By Katie Ariganello

‘No-Shave November’ is back and this means men will put their razors away and embrace their facial hair for the entire month. Dr. Jonathan Stewart, an assistant professor of family and community medicine at the Virginia Tech Carilion School of Medicine, says this annual campaign raises awareness about men’s health and the importance of early detection and screening for colon, prostate and testicular cancer.

“1 in 8 men will develop prostate cancer during their lives, and about 2-3 percent of men will die of prostate cancer,” said Stewart. “While no tests are perfect, men aged 55 to 69 are encouraged to talk to their doctors about the possible benefits of screening for prostate cancer.”

No-Shave November was started in 2009 by the Hill family in response to the death of Matthew Hill from colon cancer in 2007. Since then, the organization has promoted hair growth in November, something cancer patients often cannot do, as a way of raising awareness of cancers that commonly affect men such as colon, prostate, and testicular cancer.

“Participants in ‘No-Shave November’ are encouraged to ditch the razors and hair salon appointments for the month and contribute those savings to the cause. Since 2009, the organization has helped raise $12 million to support research and treatment efforts,” said Stewart.

Stewart shares the following ways to get involved and raise awareness during ‘No-Shave November.
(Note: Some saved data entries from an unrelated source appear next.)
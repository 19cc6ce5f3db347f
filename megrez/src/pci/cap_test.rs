// Copyright 2024 Google LLC
//
// Licensed under the Apache License, Version 2.0 (the "License");
// you may not use this file except in compliance with the License.
// You may obtain a copy of the License at
//
//     https://www.apache.org/licenses/LICENSE-2.0
//
// Unless required by applicable law or agreed to in writing, software
// distributed under the License is distributed on an "AS IS" BASIS,
// WITHOUT WARRANTIES OR CONDITIONS OF ANY KIND, either express or implied.
// See the License for the specific language governing permissions and
// limitations under the License.

use crate::hv::test::FakePortIo;
use crate::pci::Bdf;
use crate::pci::cap::{CapWalker, MsiMsgCtrl, NR_MAX_CAPS, PciCapId};
use crate::pci::host::HostConfig;

#[test]
fn test_msi_msg_ctrl() {
    let ctrl = MsiMsgCtrl::from(0x01ff);
    assert!(ctrl.enabled());
    assert_eq!(ctrl.multi_msg_capable(), 0x7);
    assert_eq!(ctrl.multi_msg_enabled(), 0x7);
    assert!(ctrl.addr64());
    assert!(ctrl.per_vector_masking());

    let clean = ctrl.sanitized();
    assert_eq!(u16::from(clean), 0x0080);
    assert!(!MsiMsgCtrl::from(0x017f).sanitized().addr64());
}

#[test]
fn test_cap_walker() {
    let bdf = Bdf::new(3, 0, 0);
    let pio = FakePortIo::default()
        .with_device(bdf, &[(0x50 >> 2, 0x0000_6005), (0x60 >> 2, 0x0000_0010)]);
    let host = HostConfig::new(&pio);

    let caps: Vec<_> = CapWalker::new(host, bdf, 0x50).collect();
    assert_eq!(
        caps,
        vec![(0x50, PciCapId::Msi as u8), (0x60, PciCapId::Pcie as u8)]
    );
}

#[test]
fn test_cap_walker_no_chain() {
    let bdf = Bdf::new(0, 1, 0);
    let pio = FakePortIo::default().with_device(bdf, &[]);
    let host = HostConfig::new(&pio);
    assert_eq!(CapWalker::new(host, bdf, 0).count(), 0);
    // Offsets inside the predefined header terminate the walk.
    assert_eq!(CapWalker::new(host, bdf, 0x3c).count(), 0);
}

#[test]
fn test_cap_walker_loop_guard() {
    let bdf = Bdf::new(0, 1, 0);
    // The entry at 0x40 points back at itself.
    let pio = FakePortIo::default().with_device(bdf, &[(0x40 >> 2, 0x0000_4009)]);
    let host = HostConfig::new(&pio);
    assert_eq!(CapWalker::new(host, bdf, 0x40).count(), NR_MAX_CAPS as usize);
}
- Let the hair grow!  Embrace the fuzzy side of life with a goal of starting some conversations with those around you about why you're putting down the razor.

- Encourage those around you to take charge of their own health and avoid falling into the trap of ignoring what their body could be telling them when things don't seem right.

- For those motivated to provide financial support, the ‘No-Shave November’ website allows individuals and teams to sign up for fundraising, designating which cancer fighting or research organization can benefit from the contributions.

About Stewart

Jonathan Stewart is an assistant professor of family and community medicine at the Virginia Tech Carilion School of Medicine. He is a medical doctor of family medicine at Carilion Clinic Family Medicine – Southeast in Roanoke, Va. Stewart attended the University of Virginia Medical School and his residency was at Lancaster (Pa.) General Hospital. He is board certified by the American Board of Family Medicine.